Neuroinflammation is intricately associated with impaired neuronal function and is a contributing factor in the development of neurodegenerative diseases. Significant alterations in cellular metabolism often accompany these inflammatory changes. Although considerable research has focused on understanding these metabolic shifts in astrocytes and microglia, the precise mechanisms linking neuroinflammation and cellular metabolism in neurons remain poorly understood. This study explores the connection between neuroinflammation and neuronal cell metabolism through a lipopolysaccharide (LPS)-induced neuroinflammation model utilizing GT1-7 hypothalamic neuron cultures.

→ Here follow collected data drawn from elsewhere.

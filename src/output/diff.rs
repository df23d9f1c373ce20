//! Diff output for dry-run manifest previews

use crate::manifest::ManifestPreview;
use std::io::Write;

/// Renders manifest previews as unified-style line diffs
pub struct DiffFormatter {
    /// Whether this is a dry-run
    dry_run: bool,
}

impl DiffFormatter {
    pub fn new(dry_run: bool) -> Self {
        Self { dry_run }
    }

    fn dry_run_prefix(&self) -> &'static str {
        if self.dry_run {
            "(dry-run) "
        } else {
            ""
        }
    }

    /// Writes the changed lines of `preview`, one hunk per changed line
    pub fn format_preview(
        &self,
        preview: &ManifestPreview,
        writer: &mut dyn Write,
    ) -> std::io::Result<()> {
        if !preview.is_changed() {
            return Ok(());
        }

        let prefix = self.dry_run_prefix();
        writeln!(writer, "{}--- a/{}", prefix, preview.path.display())?;
        writeln!(writer, "{}+++ b/{}", prefix, preview.path.display())?;

        let before: Vec<&str> = preview.before.lines().collect();
        let after: Vec<&str> = preview.after.lines().collect();
        let len = before.len().max(after.len());

        // Pin updates rewrite lines in place, so a positional comparison suffices
        for i in 0..len {
            let old = before.get(i).copied();
            let new = after.get(i).copied();
            if old == new {
                continue;
            }
            writeln!(writer, "@@ line {} @@", i + 1)?;
            if let Some(old) = old {
                writeln!(writer, "-{}", old)?;
            }
            if let Some(new) = new {
                writeln!(writer, "+{}", new)?;
            }
        }
        writeln!(writer)
    }
}

#[cfg(test)]
mod tests {
    use super::*;
    use std::path::PathBuf;

    fn render(dry_run: bool, before: &str, after: &str) -> String {
        let preview = ManifestPreview {
            path: PathBuf::from("lvt/go.mod"),
            before: before.to_string(),
            after: after.to_string(),
        };
        let mut buf = Vec::new();
        DiffFormatter::new(dry_run)
            .format_preview(&preview, &mut buf)
            .unwrap();
        String::from_utf8(buf).unwrap()
    }

    #[test]
    fn test_changed_line() {
        let output = render(
            true,
            "module x\n\nrequire (\n\tgithub.com/a/b v0.1.0\n)\n",
            "module x\n\nrequire (\n\tgithub.com/a/b v0.2.0\n)\n",
        );
        assert_eq!(
            output,
            "(dry-run) --- a/lvt/go.mod\n\
             (dry-run) +++ b/lvt/go.mod\n\
             @@ line 4 @@\n\
             -\tgithub.com/a/b v0.1.0\n\
             +\tgithub.com/a/b v0.2.0\n\n"
        );
    }

    #[test]
    fn test_unchanged_preview_is_silent() {
        assert!(render(false, "module x\n", "module x\n").is_empty());
    }
}
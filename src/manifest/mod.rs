//! Manifest handling for managed repositories
//!
//! Every managed repository is a Go module; its pins live in `go.mod`.

pub mod go_mod;

use crate::domain::DependencyEdge;
use crate::error::ManifestError;
use std::path::{Path, PathBuf};

/// Default manifest file name
pub const DEFAULT_MANIFEST: &str = "go.mod";

/// Path of a repository's manifest
pub fn manifest_path(repo_dir: &Path, manifest: &str) -> PathBuf {
    repo_dir.join(manifest)
}

/// Reads a manifest, distinguishing a missing file from an unreadable one
pub fn read_manifest(path: &Path) -> Result<String, ManifestError> {
    std::fs::read_to_string(path).map_err(|e| {
        if e.kind() == std::io::ErrorKind::NotFound {
            ManifestError::not_found(path)
        } else {
            ManifestError::read_error(path, e)
        }
    })
}

/// Reads the version a manifest pins for `module`
pub fn pinned_version(path: &Path, module: &str) -> Result<String, ManifestError> {
    let content = read_manifest(path)?;
    go_mod::required_version(&content, module)
        .ok_or_else(|| ManifestError::module_not_required(path, module))
}

/// A manifest before and after a set of pin updates, computed without writing
#[derive(Debug, Clone, PartialEq, Eq)]
pub struct ManifestPreview {
    pub path: PathBuf,
    pub before: String,
    pub after: String,
}

impl ManifestPreview {
    /// Applies `updates` to the manifest at `path` in memory
    pub fn compute(path: &Path, updates: &[DependencyEdge]) -> Result<Self, ManifestError> {
        let before = read_manifest(path)?;
        let mut after = before.clone();
        for update in updates {
            after = go_mod::update_version(path, &after, &update.module, update.latest.as_str())?;
        }
        Ok(Self {
            path: path.to_path_buf(),
            before,
            after,
        })
    }

    pub fn is_changed(&self) -> bool {
        self.before != self.after
    }
}

#[cfg(test)]
mod tests {
    use super::*;
    use std::fs;

    #[test]
    fn test_manifest_path() {
        assert_eq!(
            manifest_path(Path::new("/w/lvt"), DEFAULT_MANIFEST),
            PathBuf::from("/w/lvt/go.mod")
        );
    }

    #[test]
    fn test_read_manifest_missing() {
        let temp_dir = tempfile::tempdir().unwrap();
        let err = read_manifest(&temp_dir.path().join("go.mod")).unwrap_err();
        assert!(matches!(err, ManifestError::NotFound { .. }));
    }

    #[test]
    fn test_pinned_version() {
        let temp_dir = tempfile::tempdir().unwrap();
        let path = temp_dir.path().join("go.mod");
        fs::write(&path, "module x\n\nrequire github.com/a/b v1.2.3\n").unwrap();

        assert_eq!(pinned_version(&path, "github.com/a/b").unwrap(), "v1.2.3");
        assert!(matches!(
            pinned_version(&path, "github.com/a/c"),
            Err(ManifestError::ModuleNotRequired { .. })
        ));
    }

    #[test]
    fn test_preview_does_not_write() {
        let temp_dir = tempfile::tempdir().unwrap();
        let path = temp_dir.path().join("go.mod");
        let original = "module x\n\nrequire (\n\tgithub.com/a/b v0.0.0-20240101-abc\n\tgithub.com/a/c v1.0.0\n)\n";
        fs::write(&path, original).unwrap();

        let updates = vec![DependencyEdge::new(
            "x",
            "b",
            "github.com/a/b",
            crate::domain::Version::new("v0.0.0-20240101-abc"),
            crate::domain::Version::new("v1.0.0"),
        )];
        let preview = ManifestPreview::compute(&path, &updates).unwrap();

        assert!(preview.is_changed());
        assert!(preview.after.contains("\tgithub.com/a/b v1.0.0\n"));
        assert!(preview.after.contains("github.com/a/c v1.0.0"));
        assert_eq!(fs::read_to_string(&path).unwrap(), original);
    }
}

Our findings indicate that LPS-induced neuroinflammation in GT1-7 hypothalamic neurons is marked by reduced oxidative phosphorylation (OXPHOS) and decreased endogenous fatty acid oxidation (FAO). In contrast, exogenous FAO increases, leading to elevated ATP production, while glycolysis remains unchanged. These metabolic changes are associated with increased inflammatory markers (IL-6, TNF-α) and oxidative stress indicators (ROS, NO), as well as decreased synaptic plasticity (as indicated by synaptophysin) and impaired cellular function, as evidenced by reduced gonadotropin-releasing hormone (GnRH) release. Our study highlights the intricate interplay between neuroinflammation and neuronal cell metabolism. These findings emphasize the significance of metabolic changes in neuroinflammatory processes, offering potential insights for therapeutic interventions in neurodegenerative diseases.